There could be some trig work involved , but it's easy like I said . You do it a couple times and you're a master at it !


----------



## mmcmdl (Apr 9, 2022)

I'll add this .............................this really gets fun when your cutting threads for the Gubmint . Class 3 threads that get plated , anodized , hard coated etc . The plater / outside vendor ALSO has tolerances on the coatings . Some are in , some are out of the metal etc . In this case , all nominal dimensions have to be taken into account . As an average , the pitch diameter has to measure 3 times smaller than the nominal plating thickness . When finish plated/coated , this will bring the PD back into spec . ( Hopefully the vendor is good ) . 

Is your head spinning yet ? I realize it's early !


----------



## Brento (Apr 9, 2022)

I actually know about that surprisingly!  My last job we had lots of parts that got coated. My problem is i didnt have to do any calculations. But i do remember there was lots of tolerances bc we had to leave room for plating.


----------



## mmcmdl (Apr 9, 2022)

You're ahead of the game then .   You ever wonder why cad plated bolts never thread correctly ?


----------



## Brento (Apr 9, 2022)

I have never had to worry about plating or heat treat before but id like to know how to find limits for say thread classes and then from there it would be nice to learn how to account for plating.  I am a big index card guy so even if it is in the book of hard to find and understand knowledge (aka machinery’s handbook) i would write the formula the formula definitions and step by step process on going through the formula using an example. That is where it is honestly nice to have someone who knows the formulas and how to do it teach us guys who cant.


----------



## Brento (Apr 9, 2022)

I am very seldom a book reader and that is half the time my downfall. Looking in the machinery’s handbook is usually just going over my head when i read it or can never find the right info.


----------



## Brento (Apr 9, 2022)

No i dont Dave


----------



## mmcmdl (Apr 9, 2022)

26 TPI . Single is .0251 so double height would be .0502 to make it easy on you .


----------



## Brento (Apr 9, 2022)

?


----------



## KyleG (Apr 9, 2022)

Since my copy of Machinery’s Handbook lives at work, I use this website at home:





__





						UN imperial screw thread calculator
					






					theoreticalmachinist.com
				




It will do standard as well as nonstandard diameters and pitches, and it gives tolerances for the various thread classes. It also gives the “over wires” measurements if that’s how you measure them.


----------



## SLK001 (Apr 9, 2022)

This site gives you all the data you probably need.  If your thread isn't in the pull down menu, then you can enter it in the "Basic Diameter" and "Threads per Inch" boxes.


----------



## Chewy (Apr 9, 2022)

Try this:
3/8-26
OD .375
Core .3340
Radius .006414
Depth .0205
Pitch .0385
Effective Dia.  .3545
TPI 26  
Tapping Drill 8.5mm


1/4-26
OD .250
Core .2090
Radius .006414
Depth .0205
Pitch .0385
Effective Dia. .2295
TPI 26 
Tapping Drill #4

60 Degree Cycle Engineers Standard Threads


----------



## Chewy (Apr 9, 2022)

Here is a link to files:
anyflip.com/yafd/anxo
My copy was found on oldengine.org which is now defunct.  Found a post that the new site will be:  
mikeandjensoldengines.com

I printed out all the pages and keep them in a thread notebook, along with Machinery pages and any other site information. Saves a lot of time figuring out what I have.  And a WHOLE LOT LESS pages then Machiery pages each time!!!!

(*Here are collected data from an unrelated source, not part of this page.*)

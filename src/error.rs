//! Failure classes shared across the catalog, the streaming pipelines and
//! the command executor.

use std::fmt;

/// Catalog entity kinds, used in not-found / already-exists reporting.
#[derive(Debug, Clone, Copy, PartialEq, Eq)]
pub enum Entity {
    Archive,
    Connection,
    Profile,
    Basebackup,
    Tablespace,
    RetentionPolicy,
    Worker,
    Variable,
}

impl fmt::Display for Entity {
    fn fmt(&self, f: &mut fmt::Formatter<'_>) -> fmt::Result {
        let s = match self {
            Entity::Archive => "archive",
            Entity::Connection => "connection",
            Entity::Profile => "backup profile",
            Entity::Basebackup => "basebackup",
            Entity::Tablespace => "tablespace",
            Entity::RetentionPolicy => "retention policy",
            Entity::Worker => "worker",
            Entity::Variable => "variable",
        };
        f.write_str(s)
    }
}

#[derive(Debug, thiserror::Error)]
pub enum ArchiveError {
    #[error("no catalog attached")]
    CatalogUnavailable,

    #[error("{entity} \"{ident}\" does not exist")]
    NotFound { entity: Entity, ident: String },

    #[error("{entity} \"{ident}\" already exists")]
    AlreadyExists { entity: Entity, ident: String },

    #[error("invalid {field}: {reason}")]
    InvalidArgument { field: String, reason: String },

    #[error("protocol error during {phase}: {reason}")]
    Protocol { phase: String, reason: String },

    #[error("I/O error: {reason}")]
    Io {
        reason: String,
        os_code: Option<i32>,
    },

    #[error("integrity violation: {0}")]
    Integrity(String),

    #[error("catalog error: {0}")]
    Catalog(#[from] rusqlite::Error),

    #[error("server connection error: {0}")]
    Upstream(#[from] tokio_postgres::Error),
}

impl ArchiveError {
    pub fn not_found(entity: Entity, ident: impl Into<String>) -> Self {
        ArchiveError::NotFound {
            entity,
            ident: ident.into(),
        }
    }

    pub fn already_exists(entity: Entity, ident: impl Into<String>) -> Self {
        ArchiveError::AlreadyExists {
            entity,
            ident: ident.into(),
        }
    }

    pub fn invalid(field: impl Into<String>, reason: impl Into<String>) -> Self {
        ArchiveError::InvalidArgument {
            field: field.into(),
            reason: reason.into(),
        }
    }

    pub fn protocol(phase: impl Into<String>, reason: impl Into<String>) -> Self {
        ArchiveError::Protocol {
            phase: phase.into(),
            reason: reason.into(),
        }
    }
}

impl From<std::io::Error> for ArchiveError {
    fn from(e: std::io::Error) -> Self {
        ArchiveError::Io {
            reason: e.to_string(),
            os_code: e.raw_os_error(),
        }
    }
}

pub type Result<T, E = ArchiveError> = std::result::Result<T, E>;
//! Command execution.
//!
//! The parser hands over a typed command descriptor; the executor
//! materializes it against the shared catalog handle. Every command body
//! runs under a catalog transaction: commit on success, rollback and
//! rethrow on any error. With the idempotence flag set, creating something
//! that exists or dropping something that doesn't becomes a no-op instead
//! of an error.

use std::path::Path;
use std::time::Duration;

use chrono::Utc;
use tokio_util::sync::CancellationToken;
use tracing::{info, warn};

use crate::basebackup::{BaseBackupDriver, PgBackupSource, StartedBackup, StreamBackupSink};
use crate::catalog::descr::*;
use crate::catalog::{BackupCatalog, RetrieveMode};
use crate::config::RuntimeConfig;
use crate::error::{ArchiveError, Entity, Result};
use crate::retention;
use crate::stream::ReplicationSession;
use crate::streamer::WalReceiver;
use crate::wal::{is_segment_file_name, segment_from_file_name, Lsn};
use crate::worker::{self, JobInfo};
use crate::{ARCHIVE_MARKER_CONTENT, ARCHIVE_MARKER_FILE, WAL_SUBDIR};

pub struct CommandExecutor {
    pub catalog: BackupCatalog,
    pub config: RuntimeConfig,
    cancel: CancellationToken,
}
/// Stable column numbering. These values are part of the catalog interface:
/// affected-attribute sets reference them and the schema column order
/// follows them.
pub mod attno {
    pub const ARCHIVE_ID: usize = 0;
    pub const ARCHIVE_NAME: usize = 1;
    pub const ARCHIVE_DIRECTORY: usize = 2;
    pub const ARCHIVE_COMPRESSION: usize = 3;
    pub const ARCHIVE_PGHOST: usize = 4;
    pub const ARCHIVE_PGPORT: usize = 5;
    pub const ARCHIVE_PGUSER: usize = 6;
    pub const ARCHIVE_PGDATABASE: usize = 7;

    pub const BACKUP_ID: usize = 0;
    pub const BACKUP_ARCHIVE_ID: usize = 1;
    pub const BACKUP_FSENTRY: usize = 2;
    pub const BACKUP_LABEL: usize = 3;
    pub const BACKUP_STARTED: usize = 4;
    pub const BACKUP_STOPPED: usize = 5;
    pub const BACKUP_PINNED: usize = 6;

    pub const CON_ARCHIVE_ID: usize = 0;
    pub const CON_TYPE: usize = 1;
    pub const CON_DSN: usize = 2;
    pub const CON_PGHOST: usize = 3;
    pub const CON_PGPORT: usize = 4;
    pub const CON_PGUSER: usize = 5;
    pub const CON_PGDATABASE: usize = 6;

    pub const PROF_ID: usize = 0;
    pub const PROF_NAME: usize = 1;
    pub const PROF_COMPRESS_TYPE: usize = 2;
    pub const PROF_MAX_RATE: usize = 3;
    pub const PROF_LABEL: usize = 4;
    pub const PROF_FAST_CHKPT: usize = 5;
    pub const PROF_INCL_WAL: usize = 6;
    pub const PROF_WAIT_FOR_WAL: usize = 7;
    pub const PROF_NOVERIFY: usize = 8;
}

/// Ordered set of column tags an operation reads or writes.
#[derive(Debug, Clone, Default, PartialEq, Eq)]
pub struct AttrSet(Vec<usize>);

impl AttrSet {
    pub fn new() -> Self {
        AttrSet(Vec::new())
    }

    pub fn of(cols: &[usize]) -> Self {
        let mut set = AttrSet::new();
        for &col in cols {
            set.push(col);
        }
        set
    }

    pub fn push(&mut self, col: usize) {
        if !self.0.contains(&col) {
            self.0.push(col);
        }
    }

    pub fn contains(&self, col: usize) -> bool {
        self.0.contains(&col)
    }

    pub fn iter(&self) -> impl Iterator<Item = usize> + '_ {
        self.0.iter().copied()
    }

    pub fn clear(&mut self) {
        self.0.clear();
    }

    pub fn is_empty(&self) -> bool {
        self.0.is_empty()
    }

    pub fn len(&self) -> usize {
        self.0.len()
    }
}

/// Action requested by a command descriptor. One tag per CLI command.
#[derive(Debug, Clone, Copy, PartialEq, Eq)]
pub enum CommandTag {
    CreateArchive,
    CreateBackupProfile,
    CreateConnection,
    DropArchive,
    DropBackupProfile,
    DropConnection,
    DropBasebackup,
    ExecCommand,
    AlterArchive,
    VerifyArchive,
    StartBasebackup,
    ListArchive,
    ListBackupProfile,
    ListBackupProfileDetail,
    ListBackupCatalog,
    ListConnection,
    PinBasebackup,
    UnpinBasebackup,
    StartLauncher,
    StartStreamingForArchive,
    StopStreamingForArchive,
    ShowWorkers,
    BackgroundWorkerCommand,
    CreateRetentionPolicy,
    ListRetentionPolicies,
    ListRetentionPolicy,
    DropRetentionPolicy,
    ApplyRetentionPolicy,
    ShowVariables,
    ShowVariable,
    SetVariable,
    ResetVariable,
}

impl CommandTag {
    pub fn name(self) -> &'static str {
        match self {
            CommandTag::CreateArchive => "CREATE ARCHIVE",
            CommandTag::CreateBackupProfile => "CREATE BACKUP PROFILE",
            CommandTag::CreateConnection => "CREATE CONNECTION",
            CommandTag::DropArchive => "DROP ARCHIVE",
            CommandTag::DropBackupProfile => "DROP BACKUP PROFILE",
            CommandTag::DropConnection => "DROP CONNECTION",
            CommandTag::DropBasebackup => "DROP BASEBACKUP",
            CommandTag::ExecCommand => "EXEC",
            CommandTag::AlterArchive => "ALTER ARCHIVE",
            CommandTag::VerifyArchive => "VERIFY ARCHIVE",
            CommandTag::StartBasebackup => "START BASEBACKUP",
            CommandTag::ListArchive => "LIST ARCHIVE",
            CommandTag::ListBackupProfile => "LIST BACKUP PROFILE",
            CommandTag::ListBackupProfileDetail => "LIST BACKUP PROFILE DETAIL",
            CommandTag::ListBackupCatalog => "LIST BACKUP CATALOG",
            CommandTag::ListConnection => "LIST CONNECTION",
            CommandTag::PinBasebackup => "PIN BASEBACKUP",
            CommandTag::UnpinBasebackup => "UNPIN BASEBACKUP",
            CommandTag::StartLauncher => "START LAUNCHER",
            CommandTag::StartStreamingForArchive => "START STREAMING FOR ARCHIVE",
            CommandTag::StopStreamingForArchive => "STOP STREAMING FOR ARCHIVE",
            CommandTag::ShowWorkers => "SHOW WORKERS",
            CommandTag::BackgroundWorkerCommand => "BACKGROUND WORKER COMMAND",
            CommandTag::CreateRetentionPolicy => "CREATE RETENTION POLICY",
            CommandTag::ListRetentionPolicies => "LIST RETENTION POLICIES",
            CommandTag::ListRetentionPolicy => "LIST RETENTION POLICY",
            CommandTag::DropRetentionPolicy => "DROP RETENTION POLICY",
            CommandTag::ApplyRetentionPolicy => "APPLY RETENTION POLICY",
            CommandTag::ShowVariables => "SHOW VARIABLES",
            CommandTag::ShowVariable => "SHOW VARIABLE",
            CommandTag::SetVariable => "SET VARIABLE",
            CommandTag::ResetVariable => "RESET VARIABLE",
        }
    }
}

/// Compression applied by the sink a backup profile selects.
#[derive(Debug, Clone, Copy, Default, PartialEq, Eq, Serialize)]
pub enum CompressionKind {
    #[default]
    None = 0,
    Gzip = 1,
    Zstd = 2,
    Pbzip = 3,
    Plain = 4,
}

impl CompressionKind {
    pub fn code(self) -> i64 {
        self as i64
    }

    pub fn from_code(code: i64) -> Result<Self> {
        Ok(match code {
            0 => CompressionKind::None,
            1 => CompressionKind::Gzip,
            2 => CompressionKind::Zstd,
            3 => CompressionKind::Pbzip,
            4 => CompressionKind::Plain,
            other => {
                return Err(ArchiveError::invalid(
                    "compression",
                    format!("unknown compression code {other}"),
                ))
            }
        })
    }

    pub fn parse(s: &str) -> Result<Self> {
        Ok(match s.to_ascii_lowercase().as_str() {
            "none" => CompressionKind::None,
            "gzip" => CompressionKind::Gzip,
            "zstd" => CompressionKind::Zstd,
            "pbzip" => CompressionKind::Pbzip,
            "plain" => CompressionKind::Plain,
            other => {
                return Err(ArchiveError::invalid(
                    "compression",
                    format!("unknown compression type \"{other}\""),
                ))
            }
        })
    }

    pub fn as_str(self) -> &'static str {
        match self {
            CompressionKind::None => "none",
            CompressionKind::Gzip => "gzip",
            CompressionKind::Zstd => "zstd",
            CompressionKind::Pbzip => "pbzip",
            CompressionKind::Plain => "plain",
        }
    }
}

/// An archive: the on-disk root plus catalog rows for one cluster.
#[derive(Debug, Clone, Default, PartialEq, Serialize)]
pub struct ArchiveDescr {
    pub id: i64,
    pub name: String,
    pub directory: String,
    pub compression: bool,
    pub pghost: String,
    pub pgport: i64,
    pub pguser: String,
    pub pgdatabase: String,
    #[serde(skip)]
    pub attrs: AttrSet,
}

#[derive(Debug, Clone, Copy, PartialEq, Eq, Serialize)]
pub enum ConnectionKind {
    Basebackup,
    Streamer,
}

impl ConnectionKind {
    pub fn as_str(self) -> &'static str {
        match self {
            ConnectionKind::Basebackup => "basebackup",
            ConnectionKind::Streamer => "streamer",
        }
    }

    pub fn parse(s: &str) -> Result<Self> {
        Ok(match s {
            "basebackup" => ConnectionKind::Basebackup,
            "streamer" => ConnectionKind::Streamer,
            other => {
                return Err(ArchiveError::invalid(
                    "connection type",
                    format!("unknown connection type \"{other}\""),
                ))
            }
        })
    }
}

/// An upstream connection definition, unique per `(archive, kind)`.
#[derive(Debug, Clone, PartialEq, Serialize)]
pub struct ConnectionDescr {
    pub archive_id: i64,
    pub kind: ConnectionKind,
    pub pghost: String,
    pub pgport: i64,
    pub pguser: String,
    pub pgdatabase: String,
    pub dsn: String,
    #[serde(skip)]
    pub attrs: AttrSet,
}

impl Default for ConnectionDescr {
    fn default() -> Self {
        ConnectionDescr {
            archive_id: -1,
            kind: ConnectionKind::Basebackup,
            pghost: String::new(),
            pgport: 5432,
            pguser: String::new(),
            pgdatabase: String::new(),
            dsn: String::new(),
            attrs: AttrSet::new(),
        }
    }
}

pub const DEFAULT_BACKUP_LABEL: &str = "ARCHIVEKEEPER BASEBACKUP";

/// Named, reusable parameter set for initiating a base backup.
#[derive(Debug, Clone, PartialEq, Serialize)]
pub struct BackupProfileDescr {
    pub id: i64,
    pub name: String,
    pub compress_type: CompressionKind,
    pub max_rate: u32,
    pub label: String,
    pub fast_checkpoint: bool,
    pub include_wal: bool,
    pub wait_for_wal: bool,
    pub noverify_checksums: bool,
    #[serde(skip)]
    pub attrs: AttrSet,
}

impl Default for BackupProfileDescr {
    fn default() -> Self {
        BackupProfileDescr {
            id: -1,
            name: String::new(),
            compress_type: CompressionKind::None,
            max_rate: 0,
            label: DEFAULT_BACKUP_LABEL.to_string(),
            fast_checkpoint: false,
            include_wal: false,
            wait_for_wal: true,
            noverify_checksums: false,
            attrs: AttrSet::new(),
        }
    }
}

#[derive(Debug, Clone, Copy, PartialEq, Eq, Serialize)]
pub enum BackupStatus {
    InProgress,
    Aborted,
    Ready,
}

impl BackupStatus {
    pub fn as_str(self) -> &'static str {
        match self {
            BackupStatus::InProgress => "in progress",
            BackupStatus::Aborted => "aborted",
            BackupStatus::Ready => "ready",
        }
    }

    pub fn parse(s: &str) -> Result<Self> {
        Ok(match s {
            "in progress" => BackupStatus::InProgress,
            "aborted" => BackupStatus::Aborted,
            "ready" => BackupStatus::Ready,
            other => {
                return Err(ArchiveError::Integrity(format!(
                    "unknown basebackup status \"{other}\""
                )))
            }
        })
    }
}

/// Catalog entry for a running or finalized base backup.
#[derive(Debug, Clone, PartialEq, Serialize)]
pub struct BaseBackupDescr {
    pub id: i64,
    pub archive_id: i64,
    pub xlogpos: Lsn,
    pub xlogposend: Lsn,
    pub timeline: TimeLineId,
    pub label: String,
    /// On-disk directory of this backup, below the archive base directory.
    pub fsentry: String,
    pub started: Option<DateTime<Utc>>,
    pub stopped: Option<DateTime<Utc>>,
    pub pinned: i64,
    pub status: BackupStatus,
    pub systemid: String,
    pub wal_segment_size: u64,
    pub used_profile: i64,
    pub tablespaces: Vec<TablespaceDescr>,
    #[serde(skip)]
    pub attrs: AttrSet,
}

impl Default for BaseBackupDescr {
    fn default() -> Self {
        BaseBackupDescr {
            id: -1,
            archive_id: -1,
            xlogpos: Lsn::INVALID,
            xlogposend: Lsn::INVALID,
            timeline: 0,
            label: String::new(),
            fsentry: String::new(),
            started: None,
            stopped: None,
            pinned: 0,
            status: BackupStatus::InProgress,
            systemid: String::new(),
            wal_segment_size: 0,
            used_profile: -1,
            tablespaces: Vec::new(),
            attrs: AttrSet::new(),
        }
    }
}

/// Tablespace meta information recorded before its bytes are streamed.
#[derive(Debug, Clone, Default, PartialEq, Serialize)]
pub struct TablespaceDescr {
    pub id: i64,
    pub backup_id: i64,
    pub spcoid: u32,
    pub spclocation: String,
    pub spcsize: i64,
}

/// Retention rule classes. The numeric codes are the catalog representation.
#[derive(Debug, Clone, Copy, PartialEq, Eq, Serialize)]
pub enum RetentionRuleKind {
    KeepWithLabel = 200,
    DropWithLabel = 201,
    KeepNum = 300,
    DropNum = 301,
    KeepNewerByDatetime = 400,
    KeepOlderByDatetime = 401,
    DropNewerByDatetime = 402,
    DropOlderByDatetime = 403,
    Pin = 500,
    Unpin = 600,
    Cleanup = 700,
}

impl RetentionRuleKind {
    pub fn code(self) -> i64 {
        self as i64
    }

    pub fn from_code(code: i64) -> Result<Self> {
        Ok(match code {
            200 => RetentionRuleKind::KeepWithLabel,
            201 => RetentionRuleKind::DropWithLabel,
            300 => RetentionRuleKind::KeepNum,
            301 => RetentionRuleKind::DropNum,
            400 => RetentionRuleKind::KeepNewerByDatetime,
            401 => RetentionRuleKind::KeepOlderByDatetime,
            402 => RetentionRuleKind::DropNewerByDatetime,
            403 => RetentionRuleKind::DropOlderByDatetime,
            500 => RetentionRuleKind::Pin,
            600 => RetentionRuleKind::Unpin,
            700 => RetentionRuleKind::Cleanup,
            other => {
                return Err(ArchiveError::invalid(
                    "retention rule",
                    format!("unknown rule code {other}"),
                ))
            }
        })
    }
}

Always looking for obscure and ancient knowledge.  If any of the readers have bookmarks, please post some.  I learned a long time ago that if I have a question, most likely somebody in the past already found the answer.


----------



## Brento (Apr 9, 2022)

@Chewy i did find the threads from you link. I will be saving that for sure. I did not find tolerances however like class fits for it in that link.

@SLK001 @KyleG i tried there at first and it wouldn’t work but bc bozo me didn’t think i could put in different information.


----------



## Chewy (Apr 9, 2022)

They may not have class fits.  I'm thinking that was stuff developed later on when standards became necessary.  If you have the original, simply make the new ones to the same size.


----------



## Brento (Apr 9, 2022)

I believe the customer is sending me nuts and some dies


----------



## Chewy (Apr 9, 2022)

Word of caution.  Don't be surprised if the dies are carbon steel and not HSS.


----------



## Brento (Apr 9, 2022)

My plan is to single point most of the stuff if i can. Depends on how many he needs. He is sending me stuff to quote prices.


----------